Oh, Vicenza (pt. 1)

We spent last (extended) weekend in and around Vicenza in Northern Italy. Although I don’t live far away from that particular provincial town, it’s one I’ve never visited or had the opportunity to explore. It lies just west Venice and many will travel through or past it when travelling from the Lagoon City to visit the more famous ‘sister’ town Verona. But like many small Italian towns it’s well worth the visit, not just because it lies off the beaten tourist track but because it’s full of hidden treasures which otherwise you may not get to see and savour. Vicenza is the city of Andrea Palladio, the Renaissance architect who basically brought classical architecture into the present, re.inventing its symmetrical lines, sense of perspective and harmony for what we now know as the Renaissance. he Quattro Libri dell’architettura are the fundamental writings for all of modern architecture.

Just outside the town is one of his most famous buildings, the Villa La Rotonda, built on a hilltop overlooking the town on one side and the rolling hills on the other.

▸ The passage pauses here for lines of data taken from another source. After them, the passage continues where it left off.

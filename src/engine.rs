//! Polling and notification engine.
//!
//! Three independently cancellable loops run for the lifetime of one
//! connection: the monitor poll loop (sequential read-then-decode, natural
//! backpressure from the radio round-trip), the diagnostic keep-alive loop,
//! and the heartbeat loop. Notification subscriptions are set up
//! independently; failing to subscribe to one channel never aborts the
//! others or the connection. The monitor-restart path is the single shared
//! hot spot and is serialized behind a mutex so handle-detection enablement
//! and workout start can never race two monitor loops into existence.

use std::sync::{
    atomic::{AtomicBool, Ordering},
    Arc,
};
use std::time::{Duration, SystemTime};
use tokio::{
    sync::Mutex,
    task::JoinHandle,
    time::{interval, sleep, timeout},
};
use tracing::{debug, info, warn};

use crate::{
    codec,
    error::{Result, TrainerError},
    events::EventBus,
    handle::HandleDetector,
    link::{CharacteristicId, TrainerLink},
    signal::SignalProcessor,
    types::{CommandResponse, HandleConfig, PollStats, SignalConfig, TimeoutConfig, WriteMode},
};

/// Runs every continuous loop and subscription for one connection
pub struct PollingEngine {
    link: Arc<dyn TrainerLink>,
    bus: Arc<EventBus>,
    timeouts: TimeoutConfig,
    signal: Arc<Mutex<SignalProcessor>>,
    detector: Arc<Mutex<HandleDetector>>,
    detection_enabled: Arc<AtomicBool>,
    // guards the monitor loop restart path; never hold across reads
    monitor_task: Arc<Mutex<Option<JoinHandle<()>>>>,
    diagnostic_task: Mutex<Option<JoinHandle<()>>>,
    heartbeat_task: Mutex<Option<JoinHandle<()>>>,
    subscription_tasks: Mutex<Vec<JoinHandle<()>>>,
}
use thiserror::Error;

use crate::link::CharacteristicId;

/// Errors that can occur when working with a trainer machine
#[derive(Error, Debug)]
pub enum TrainerError {
    /// Bluetooth Low Energy related errors
    #[error("BLE error: {0}")]
    Ble(#[from] btleplug::Error),

    /// Trainer device not found during scanning
    #[error("Trainer device not found")]
    DeviceNotFound,

    /// Device connection failed
    #[error("Failed to connect to device: {0}")]
    ConnectionFailed(String),

    /// Connection attempt was cancelled by the caller
    #[error("Connection attempt cancelled")]
    ConnectionCancelled,

    /// Device disconnected / no active connection
    #[error("Device not connected")]
    NotConnected,

    /// Operation timed out
    #[error("Operation timed out after {timeout_ms}ms")]
    Timeout {
        /// Timeout duration in milliseconds
        timeout_ms: u64,
    },

    /// A frame was too short to decode
    #[error("Insufficient data: need at least {needed} bytes, got {got}")]
    InsufficientData {
        /// Minimum number of bytes the decoder requires
        needed: usize,
        /// Number of bytes actually received
        got: usize,
    },

    /// A required GATT characteristic was not present on the device
    #[error("Characteristic not available: {0:?}")]
    CharacteristicMissing(CharacteristicId),

    /// Command could not be delivered in either write mode
    #[error("Command failed: {0}")]
    CommandFailed(String),

    /// No response carrying the expected opcode arrived in time
    #[error("No response for opcode {opcode:#04X}")]
    NoResponse {
        /// Opcode that was awaited
        opcode: u8,
    },

    /// Invalid command parameters
    #[error("Invalid command parameters: {0}")]
    InvalidParameters(String),

    /// Protocol error
    #[error("Protocol error: {0}")]
    Protocol(String),

    /// IO error
    #[error("IO error: {0}")]
    Io(#[from] std::io::Error),
}

/// Result type for trainer operations
pub type Result<T> = std::result::Result<T, TrainerError>;

impl TrainerError {
    /// Check if this error indicates a connection issue
    #[must_use]
    pub const fn is_connection_error(&self) -> bool {
        matches!(
            self,
            Self::Ble(_) | Self::ConnectionFailed(_) | Self::NotConnected | Self::DeviceNotFound
        )
    }

    /// Check if this error is transient and worth retrying
    #[must_use]
    pub const fn is_recoverable(&self) -> bool {
        matches!(
            self,
            Self::Timeout { .. } | Self::NoResponse { .. } | Self::CommandFailed(_)
        )
    }

    /// Check if this error means a frame should simply be dropped
    ///
    /// Malformed frames are expected under noisy radio conditions and never
    /// tear down the connection.
    #[must_use]
    pub const fn is_malformed_frame(&self) -> bool {
        matches!(self, Self::InsufficientData { .. })
    }
}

Nearby is the Villa Valmarana ai Nani, another fine country ‘palace’ with a nice tidy garden and foresteria or ‘guest house’ to one side.


Back in town there’s plenty to see of course (you may need two or even three days if you like your sightseeing to be leisurely), first and formost the Teatro Olimpico, again a Palladio design, although like most of his more magnificent work it was never completed in his own lifetime and it was up to others to work out what he had intented. The theatre itself is relatively small but inside it contains a real stone facade as a “backdrop” which must be the most incredible thing that’s ever been built inside any theatre in the world.


Breathtaking hardly describes it well enough.